Write out exactly the lines below that run from the one containing "argument of the" through the one containing "for directory naming.", both included, with no other lines.
(Beginning of Supplied material)
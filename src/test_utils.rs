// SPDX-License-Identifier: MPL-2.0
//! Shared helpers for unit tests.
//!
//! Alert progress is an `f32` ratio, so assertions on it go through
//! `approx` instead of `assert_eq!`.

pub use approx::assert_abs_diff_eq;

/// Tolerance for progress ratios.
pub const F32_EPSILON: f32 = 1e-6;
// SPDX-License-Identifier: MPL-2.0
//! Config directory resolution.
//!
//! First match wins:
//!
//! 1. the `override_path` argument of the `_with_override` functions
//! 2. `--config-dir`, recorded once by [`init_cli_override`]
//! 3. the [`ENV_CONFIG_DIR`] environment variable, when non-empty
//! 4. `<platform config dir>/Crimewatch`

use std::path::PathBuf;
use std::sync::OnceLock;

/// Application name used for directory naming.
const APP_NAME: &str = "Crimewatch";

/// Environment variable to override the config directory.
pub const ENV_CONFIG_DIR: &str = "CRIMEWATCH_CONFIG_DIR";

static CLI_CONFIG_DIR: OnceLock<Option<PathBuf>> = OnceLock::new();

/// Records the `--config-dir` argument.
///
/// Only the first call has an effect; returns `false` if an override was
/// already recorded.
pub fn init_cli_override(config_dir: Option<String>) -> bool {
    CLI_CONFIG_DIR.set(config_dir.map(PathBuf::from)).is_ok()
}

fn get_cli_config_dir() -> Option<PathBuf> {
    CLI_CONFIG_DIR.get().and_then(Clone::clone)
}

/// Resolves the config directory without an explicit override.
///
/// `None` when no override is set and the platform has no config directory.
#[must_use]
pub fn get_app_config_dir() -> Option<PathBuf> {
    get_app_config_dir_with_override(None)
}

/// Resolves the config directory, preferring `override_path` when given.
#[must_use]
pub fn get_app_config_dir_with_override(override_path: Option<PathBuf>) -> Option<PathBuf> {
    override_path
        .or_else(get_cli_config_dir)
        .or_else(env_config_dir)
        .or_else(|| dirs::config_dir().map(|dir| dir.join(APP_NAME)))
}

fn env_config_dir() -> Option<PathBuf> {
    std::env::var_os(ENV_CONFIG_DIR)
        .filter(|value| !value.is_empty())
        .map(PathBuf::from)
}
(End of Supplied material)
(Beginning of Supplied material)
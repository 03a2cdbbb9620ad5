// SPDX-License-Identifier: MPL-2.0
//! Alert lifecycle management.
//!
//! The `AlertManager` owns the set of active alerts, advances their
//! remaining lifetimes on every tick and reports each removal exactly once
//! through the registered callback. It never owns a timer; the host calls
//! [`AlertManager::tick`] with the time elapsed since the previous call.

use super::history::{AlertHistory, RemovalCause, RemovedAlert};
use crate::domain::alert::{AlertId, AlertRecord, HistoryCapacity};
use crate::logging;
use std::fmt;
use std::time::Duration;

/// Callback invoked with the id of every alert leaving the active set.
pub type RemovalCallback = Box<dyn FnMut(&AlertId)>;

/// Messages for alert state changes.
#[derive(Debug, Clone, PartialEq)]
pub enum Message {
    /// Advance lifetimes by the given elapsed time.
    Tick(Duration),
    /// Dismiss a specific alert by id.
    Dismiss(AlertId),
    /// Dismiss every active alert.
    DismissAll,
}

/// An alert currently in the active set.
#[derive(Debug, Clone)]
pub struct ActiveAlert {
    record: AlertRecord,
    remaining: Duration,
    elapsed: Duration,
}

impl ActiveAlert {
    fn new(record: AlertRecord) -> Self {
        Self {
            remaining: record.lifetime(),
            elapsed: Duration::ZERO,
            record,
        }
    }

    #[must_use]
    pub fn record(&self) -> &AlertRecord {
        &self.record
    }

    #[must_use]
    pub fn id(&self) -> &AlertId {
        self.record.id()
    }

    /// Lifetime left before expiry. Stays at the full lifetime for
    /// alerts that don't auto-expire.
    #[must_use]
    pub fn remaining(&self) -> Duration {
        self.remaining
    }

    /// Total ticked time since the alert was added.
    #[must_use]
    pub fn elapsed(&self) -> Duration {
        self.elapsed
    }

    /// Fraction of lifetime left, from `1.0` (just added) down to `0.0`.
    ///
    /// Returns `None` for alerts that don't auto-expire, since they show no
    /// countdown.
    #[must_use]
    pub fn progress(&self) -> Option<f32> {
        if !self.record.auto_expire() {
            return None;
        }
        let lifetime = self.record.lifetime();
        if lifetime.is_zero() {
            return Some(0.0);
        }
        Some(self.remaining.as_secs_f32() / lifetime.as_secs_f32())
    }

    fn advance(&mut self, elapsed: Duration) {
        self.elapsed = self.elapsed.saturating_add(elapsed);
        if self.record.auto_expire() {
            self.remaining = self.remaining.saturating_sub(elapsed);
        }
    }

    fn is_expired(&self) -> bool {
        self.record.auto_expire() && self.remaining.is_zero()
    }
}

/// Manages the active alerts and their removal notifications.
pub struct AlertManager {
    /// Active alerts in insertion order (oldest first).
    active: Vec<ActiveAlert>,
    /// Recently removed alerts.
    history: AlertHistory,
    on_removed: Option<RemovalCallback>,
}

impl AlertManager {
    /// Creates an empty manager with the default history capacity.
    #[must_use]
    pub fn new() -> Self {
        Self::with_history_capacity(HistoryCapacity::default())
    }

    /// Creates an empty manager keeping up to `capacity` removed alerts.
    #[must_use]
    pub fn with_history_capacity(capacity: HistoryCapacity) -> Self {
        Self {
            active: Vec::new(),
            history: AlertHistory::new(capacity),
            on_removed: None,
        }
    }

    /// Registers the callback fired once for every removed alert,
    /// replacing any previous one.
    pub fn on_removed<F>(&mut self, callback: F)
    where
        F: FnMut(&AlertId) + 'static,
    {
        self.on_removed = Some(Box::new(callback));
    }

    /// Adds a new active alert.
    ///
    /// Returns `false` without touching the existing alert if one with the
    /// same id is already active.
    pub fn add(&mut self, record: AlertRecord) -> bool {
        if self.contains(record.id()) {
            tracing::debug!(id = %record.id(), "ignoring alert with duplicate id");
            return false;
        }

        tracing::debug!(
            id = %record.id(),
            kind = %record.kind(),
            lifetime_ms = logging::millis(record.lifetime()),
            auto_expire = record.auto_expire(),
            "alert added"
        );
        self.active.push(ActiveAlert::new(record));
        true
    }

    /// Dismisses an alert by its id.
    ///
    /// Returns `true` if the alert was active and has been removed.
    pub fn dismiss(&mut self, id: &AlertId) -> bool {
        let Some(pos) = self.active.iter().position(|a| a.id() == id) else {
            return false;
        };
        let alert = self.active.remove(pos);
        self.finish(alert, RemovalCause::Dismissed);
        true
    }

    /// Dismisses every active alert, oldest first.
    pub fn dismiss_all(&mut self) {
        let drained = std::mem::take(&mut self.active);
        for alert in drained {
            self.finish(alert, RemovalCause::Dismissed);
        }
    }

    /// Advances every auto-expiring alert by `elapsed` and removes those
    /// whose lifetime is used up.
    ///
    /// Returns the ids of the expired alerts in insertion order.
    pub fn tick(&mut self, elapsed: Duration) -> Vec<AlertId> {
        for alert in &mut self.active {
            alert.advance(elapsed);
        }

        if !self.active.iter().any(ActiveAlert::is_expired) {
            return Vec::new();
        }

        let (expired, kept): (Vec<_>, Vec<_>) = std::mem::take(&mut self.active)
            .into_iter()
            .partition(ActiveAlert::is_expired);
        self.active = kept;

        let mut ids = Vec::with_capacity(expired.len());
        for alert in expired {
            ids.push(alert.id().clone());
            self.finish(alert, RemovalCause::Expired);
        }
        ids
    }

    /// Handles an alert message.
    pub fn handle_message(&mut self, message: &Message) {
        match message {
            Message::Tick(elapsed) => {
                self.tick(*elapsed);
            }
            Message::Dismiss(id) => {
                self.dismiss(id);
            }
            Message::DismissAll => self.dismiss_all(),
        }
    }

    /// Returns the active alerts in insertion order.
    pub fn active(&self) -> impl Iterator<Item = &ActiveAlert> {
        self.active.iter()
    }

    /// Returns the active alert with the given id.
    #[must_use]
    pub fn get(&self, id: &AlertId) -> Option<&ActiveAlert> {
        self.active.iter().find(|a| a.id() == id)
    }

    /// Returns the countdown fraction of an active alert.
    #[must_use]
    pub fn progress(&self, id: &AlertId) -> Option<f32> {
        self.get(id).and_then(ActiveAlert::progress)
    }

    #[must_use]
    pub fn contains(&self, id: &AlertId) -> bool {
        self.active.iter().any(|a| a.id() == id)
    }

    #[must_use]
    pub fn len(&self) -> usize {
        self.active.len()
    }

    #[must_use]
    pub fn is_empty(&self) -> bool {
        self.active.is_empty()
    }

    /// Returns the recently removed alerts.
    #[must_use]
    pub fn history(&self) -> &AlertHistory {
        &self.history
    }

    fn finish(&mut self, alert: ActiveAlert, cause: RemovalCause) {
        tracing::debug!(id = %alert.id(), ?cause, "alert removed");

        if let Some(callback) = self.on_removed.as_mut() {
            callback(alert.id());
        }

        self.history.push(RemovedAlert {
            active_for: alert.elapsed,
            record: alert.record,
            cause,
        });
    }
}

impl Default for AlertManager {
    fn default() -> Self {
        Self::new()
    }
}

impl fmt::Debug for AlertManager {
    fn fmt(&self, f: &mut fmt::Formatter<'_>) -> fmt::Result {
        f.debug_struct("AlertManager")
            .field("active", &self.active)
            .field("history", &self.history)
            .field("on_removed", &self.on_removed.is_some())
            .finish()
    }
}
(End of Supplied material)
■ **Answer box**:
//! 1. the `override_path` argument of the `_with_override` functions
//! 2. `--config-dir`, recorded once by [`init_cli_override`]
//! 3. the [`ENV_CONFIG_DIR`] environment variable, when non-empty
//! 4. `<platform config dir>/Crimewatch`

use std::path::PathBuf;
use std::sync::OnceLock;

/// Application name used for directory naming.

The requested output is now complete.